Assim, a água se perde também para a atmosfera. Com isso, vai-se criando uma
situação em que o freático geral, que é o nível de águas em superfície, se
torna cada vez mais baixo. E as lagoas e rios começam a secar.
Esse sobe
e desce, que já é complicado por si mesmo, torna-se, evidentemente, mais
complicado no contexto da crise climática global, que tende a agudizar todos os
eventos extremos, sejam chuvas, sejam secas. E mais complicado ainda quando a
ação humana, quer desmatando as áreas de cerrado dos planaltos adjacentes, quer
promovendo queimadas e desmatamentos no interior do próprio Pantanal,
submete todo o sistema a uma forte pressão.
Mudanças
aceleradas
Bergier e
Assine trabalharam com a hidrologia para entender como as variações nos ciclos
de precipitação dispostas em séries por meio de indicadores da descarga fluvial
do rio Paraguai, que é o rio que capta toda a água, condicionam os períodos de
menor ou maior seca no Pantanal, possibilitando assim prever que áreas vão
sofrer mais.
As áreas
mais altas são, evidentemente, aquelas em que o freático desce mais depressa.

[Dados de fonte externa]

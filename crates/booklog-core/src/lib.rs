//! booklog Core Library
//!
//! This crate provides the core functionality for booklog, a local-first
//! books catalog: an ordered list of books that can be filtered, extended
//! and marked as read, persisted as a single JSON blob.
//!
//! # Architecture
//!
//! - **Catalog**: immutable snapshots; every mutation builds a new one
//! - **BlobStore**: durable key/value text storage (file, SQLite or memory)
//!
//! Stored data that cannot be read falls back to a fixed seed dataset.
//!
//! # Quick Start
//!
//! ```text
//! let mut store = CatalogStore::open_with_config(&Config::load()?)?;
//!
//! let mut draft = Draft::new();
//! draft.name = "Dune".into();
//! draft.author = "Frank Herbert".into();
//! draft.set_rating("4,5");
//! let book = store.add(&draft)?;
//!
//! let matches = store.filter(&FilterCriteria::by_author("herbert"));
//! ```
//!
//! # Modules
//!
//! - `store`: Catalog store (main entry point)
//! - `catalog`: Catalog snapshots, `filter` and `select`
//! - `models`: Books, covers, drafts and filter criteria
//! - `validation`: Draft validation rules
//! - `codec`: Stored JSON format and built-in cover tokens
//! - `seed`: Fallback dataset
//! - `storage`: Blob store backends
//! - `config`: Application configuration

pub mod catalog;
pub mod codec;
pub mod config;
pub mod models;
pub mod seed;
pub mod storage;
pub mod store;
pub mod validation;

pub use catalog::{filter, select, Catalog};
pub use codec::CodecError;
pub use config::{Backend, Config};
pub use models::{Book, BuiltinCover, Cover, Draft, FilterCriteria, GENRES};
pub use storage::{BlobStore, FileBlobStore, MemoryBlobStore, SqliteBlobStore, StorageError};
pub use store::{load, CatalogStore, DraftField, LoadSource, View};
pub use validation::ValidationError;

São as que secam antes e ficam mais sujeitas a queimadas e outras
intercorrências. O lobo hoje ativo é aquele que distribui areia na planície.

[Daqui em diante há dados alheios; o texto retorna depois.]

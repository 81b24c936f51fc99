//! Catalog store
//!
//! The `CatalogStore` owns the book collection and keeps it in step with a
//! [`BlobStore`]. Every successful mutation replaces the in-memory catalog
//! with a new snapshot and then writes the whole catalog under one key.
//!
//! ## Usage
//!
//! ```ignore
//! let mut store = CatalogStore::open_with_config(&Config::load()?)?;
//!
//! let book = store.add(&draft)?;
//! store.toggle_read(&book.id);
//!
//! let thrillers = store.filter(&FilterCriteria::by_name("girl"));
//! ```
//!
//! Besides the collection, the store holds the UI-facing state that
//! surrounds it: the current filter, the add-book draft and the selected
//! book (list view vs. details view).

use anyhow::{Context, Result};
use tracing::{debug, error, info, warn};
use uuid::Uuid;

use crate::catalog::{self, Catalog};
use crate::codec;
use crate::config::Config;
use crate::models::{Book, Draft, FilterCriteria};
use crate::seed::seed_catalog;
use crate::storage::{open_backend, BlobStore, StorageResult};
use crate::validation::ValidationError;

/// Where the catalog came from when the store was opened
#[derive(Debug, Clone, PartialEq, Eq)]
pub enum LoadSource {
    /// Decoded from storage
    Stored,
    /// Nothing was stored under the key
    SeedEmpty,
    /// Stored data could not be read or decoded
    SeedRecovered { reason: String },
}

impl LoadSource {
    pub fn is_seed(&self) -> bool {
        !matches!(self, LoadSource::Stored)
    }
}

/// What the UI should currently show
#[derive(Debug, Clone, PartialEq)]
pub enum View<'a> {
    /// The (filtered) list of books
    List,
    /// Details for the selected book
    Details(&'a Book),
    /// A book was selected but no longer exists
    NotFound(&'a str),
}

/// Fields of the add-book draft
#[derive(Debug, Clone, Copy, PartialEq, Eq)]
pub enum DraftField {
    Name,
    Author,
    Genre,
    Rating,
    Description,
    ImgUrl,
}

/// Read the catalog stored under `key`
///
/// Never fails: a missing key, unreadable storage, invalid JSON or a
/// non-array value all yield the seed dataset.
pub fn load<B: BlobStore + ?Sized>(blobs: &B, key: &str) -> Catalog {
    load_with_source(blobs, key).0
}

/// Like [`load`], also reporting whether the seed dataset was used
pub fn load_with_source<B: BlobStore + ?Sized>(blobs: &B, key: &str) -> (Catalog, LoadSource) {
    let raw = match blobs.get(key) {
        Ok(Some(raw)) => raw,
        Ok(None) => {
            debug!(key, "No stored catalog, using seed data");
            return (seed_catalog(), LoadSource::SeedEmpty);
        }
        Err(e) => {
            warn!(key, error = %e, "Failed to read stored catalog, using seed data");
            return (
                seed_catalog(),
                LoadSource::SeedRecovered {
                    reason: e.to_string(),
                },
            );
        }
    };

    match codec::decode(&raw) {
        Ok(catalog) => {
            debug!(key, books = catalog.len(), "Loaded stored catalog");
            (catalog, LoadSource::Stored)
        }
        Err(e) => {
            warn!(key, error = %e, "Stored catalog is unreadable, using seed data");
            (
                seed_catalog(),
                LoadSource::SeedRecovered {
                    reason: e.to_string(),
                },
            )
        }
    }
}

/// Write the whole catalog under `key`
pub fn save<B: BlobStore + ?Sized>(blobs: &mut B, key: &str, catalog: &Catalog) -> StorageResult<()> {
    let json = codec::encode(catalog)?;
    blobs.set(key, &json)
}

/// Owns the catalog and its durable copy
pub struct CatalogStore<B: BlobStore = Box<dyn BlobStore>> {
    blobs: B,
    key: String,
    catalog: Catalog,
    source: LoadSource,
    dirty: bool,
    filter: FilterCriteria,
    draft: Draft,
    selected: Option<String>,
}

impl CatalogStore {
    /// Open the store described by the configuration
    pub fn open_with_config(config: &Config) -> Result<Self> {
        let blobs = open_backend(config).context("Failed to open storage backend")?;
        Ok(CatalogStore::open(blobs, config.storage_key.clone()))
    }
}

impl<B: BlobStore> CatalogStore<B> {
    /// Load the catalog from `blobs`, falling back to the seed dataset
    pub fn open(blobs: B, key: impl Into<String>) -> Self {
        let key = key.into();
        let (catalog, source) = load_with_source(&blobs, &key);
        info!(
            backend = blobs.backend_name(),
            key = %key,
            books = catalog.len(),
            seeded = source.is_seed(),
            "Catalog store opened"
        );

        Self {
            blobs,
            key,
            catalog,
            source,
            dirty: false,
            filter: FilterCriteria::default(),
            draft: Draft::default(),
            selected: None,
        }
    }

    /// Current catalog snapshot (cheap to clone, never invalidated)
    pub fn catalog(&self) -> Catalog {
        self.catalog.clone()
    }

    pub fn books(&self) -> &[Book] {
        self.catalog.books()
    }

    pub fn key(&self) -> &str {
        &self.key
    }

    pub fn load_source(&self) -> &LoadSource {
        &self.source
    }

    pub fn backend(&self) -> &B {
        &self.blobs
    }

    /// True when the last write to storage failed
    pub fn is_dirty(&self) -> bool {
        self.dirty
    }

    // ==================== Mutations ====================

    /// Validate a draft and prepend the resulting book
    ///
    /// On a validation failure the catalog is left untouched.
    pub fn add(&mut self, draft: &Draft) -> Result<Book, ValidationError> {
        let validated = draft.validate().inspect_err(|e| {
            debug!(field = e.field(), error = %e, "Rejected draft");
        })?;

        let book = validated.into_book(self.fresh_id());
        self.catalog = self.catalog.with_prepended(book.clone());
        info!(id = %book.id, name = %book.name, "Added book");

        self.persist();
        Ok(book)
    }

    /// Flip the read flag of a book; unknown IDs are ignored
    pub fn toggle_read(&mut self, id: &str) {
        let next = self.catalog.with_read_toggled(id);
        match next.get(id) {
            Some(book) => info!(id, read = book.read, "Toggled read flag"),
            None => debug!(id, "Toggle for unknown book ignored"),
        }
        self.catalog = next;

        self.persist();
    }

    /// Replace the stored catalog with the seed dataset
    pub fn reset(&mut self) -> StorageResult<()> {
        self.catalog = seed_catalog();
        self.selected = None;
        self.dirty = true;
        info!(key = %self.key, "Catalog reset to seed data");
        self.save()
    }

    // ==================== Queries ====================

    /// Books matching `criteria`, in catalog order
    pub fn filter(&self, criteria: &FilterCriteria) -> Vec<Book> {
        catalog::filter(&self.catalog, criteria)
    }

    /// Look up a book by ID
    pub fn select(&self, id: &str) -> Option<Book> {
        catalog::select(&self.catalog, id)
    }

    // ==================== Filter ====================

    pub fn filter_criteria(&self) -> &FilterCriteria {
        &self.filter
    }

    pub fn set_filter(&mut self, criteria: FilterCriteria) {
        debug!(?criteria, "Filter updated");
        self.filter = criteria;
    }

    /// Books matching the current filter
    pub fn filtered_books(&self) -> Vec<Book> {
        self.filter(&self.filter)
    }

    // ==================== Draft ====================

    pub fn draft(&self) -> &Draft {
        &self.draft
    }

    /// Update one draft field as typed
    pub fn update_draft(&mut self, field: DraftField, value: &str) {
        match field {
            DraftField::Name => self.draft.name = value.to_string(),
            DraftField::Author => self.draft.author = value.to_string(),
            DraftField::Genre => self.draft.genre = value.to_string(),
            DraftField::Rating => self.draft.set_rating(value),
            DraftField::Description => self.draft.description = value.to_string(),
            DraftField::ImgUrl => self.draft.img_url = value.to_string(),
        }
    }

    /// Add the current draft; it is cleared only on success
    pub fn submit_draft(&mut self) -> Result<Book, ValidationError> {
        let draft = self.draft.clone();
        let book = self.add(&draft)?;
        self.draft.clear();
        Ok(book)
    }

    /// Discard the current draft
    pub fn cancel_draft(&mut self) {
        self.draft.clear();
    }

    // ==================== Selection ====================

    /// Switch to the details view for `id`
    pub fn open_details(&mut self, id: impl Into<String>) {
        let id = id.into();
        debug!(id = %id, "Navigation changed");
        self.selected = Some(id);
    }

    /// Switch back to the list view
    pub fn back_to_list(&mut self) {
        debug!("Navigation changed");
        self.selected = None;
    }

    pub fn selected_id(&self) -> Option<&str> {
        self.selected.as_deref()
    }

    pub fn view(&self) -> View<'_> {
        match self.selected.as_deref() {
            None => View::List,
            Some(id) => match self.catalog.get(id) {
                Some(book) => View::Details(book),
                None => View::NotFound(id),
            },
        }
    }

    // ==================== Persistence ====================

    /// Write the current catalog to storage
    pub fn save(&mut self) -> StorageResult<()> {
        save(&mut self.blobs, &self.key, &self.catalog)?;
        self.dirty = false;
        debug!(key = %self.key, books = self.catalog.len(), "Catalog saved");
        Ok(())
    }

    /// Retry a failed write; a no-op when storage is up to date
    pub fn flush(&mut self) -> StorageResult<()> {
        if self.dirty {
            self.save()?;
        }
        Ok(())
    }

    /// Save after a mutation, keeping the store dirty on failure
    fn persist(&mut self) {
        self.dirty = true;
        match self.save() {
            Ok(()) => {}
            Err(e) if e.is_recoverable() => {
                warn!(key = %self.key, error = %e, "Failed to save catalog, will retry on flush");
            }
            Err(e) => error!(key = %self.key, error = %e, "Failed to save catalog"),
        }
    }

    fn fresh_id(&self) -> String {
        loop {
            let id = Uuid::new_v4().to_string();
            if !self.catalog.contains(&id) {
                return id;
            }
        }
    }
}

Mas, como já foi dito, existem lobos que foram ativos no passado e hoje estão
abandonados pelo rio. Eles também podem abrigar áreas de mato seco, mais
suscetíveis a queimar.
“Os lobos
distribuem a areia, os sedimentos, e isso vai entupindo o canal até se chegar a
um estado crítico, que os pantaneiros chamam de ‘arrombamento das margens’. O
rio, então, extravasa e espraia para, depois, se reconstruir outra vez. A cada
ciclo plurianual de cheia, o rio se reconstrói, remoldando a paisagem. Por
isso, há trechos de vegetação que, um dia, foram matas de galeria e já não são
mais. Tentamos observar o Pantanal com esse olhar de complexidade, de estados
críticos, nos quais a partir de um determinado limiar o sistema muda
abruptamente, para conjecturar como a paisagem pantaneira resultou dessas não
linearidades. E como ela poderá evoluir daqui para frente”, comenta Bergier.
O Pantanal
é geralmente pensado como um dos seis biomas brasileiros (ao lado da Floresta
Amazônica, do Cerrado, da Caatinga, do Pampa e da Floresta Atlântica). Mas a
ideia de bioma está associada à vegetação. E não é apenas isso. O Pantanal é,
antes de tudo, essa entidade geológica peculiar, que se divide, cria espaços e
se transforma o tempo todo. Por exemplo, 30 anos atrás, o Taquari descia para
um lugar chamado Porto da Manga. Hoje, sua foz encontra-se dezenas de
quilômetros ao norte.
“Essas
mudanças são naturais. Na escala de tempo longa, tais eventos são recorrentes.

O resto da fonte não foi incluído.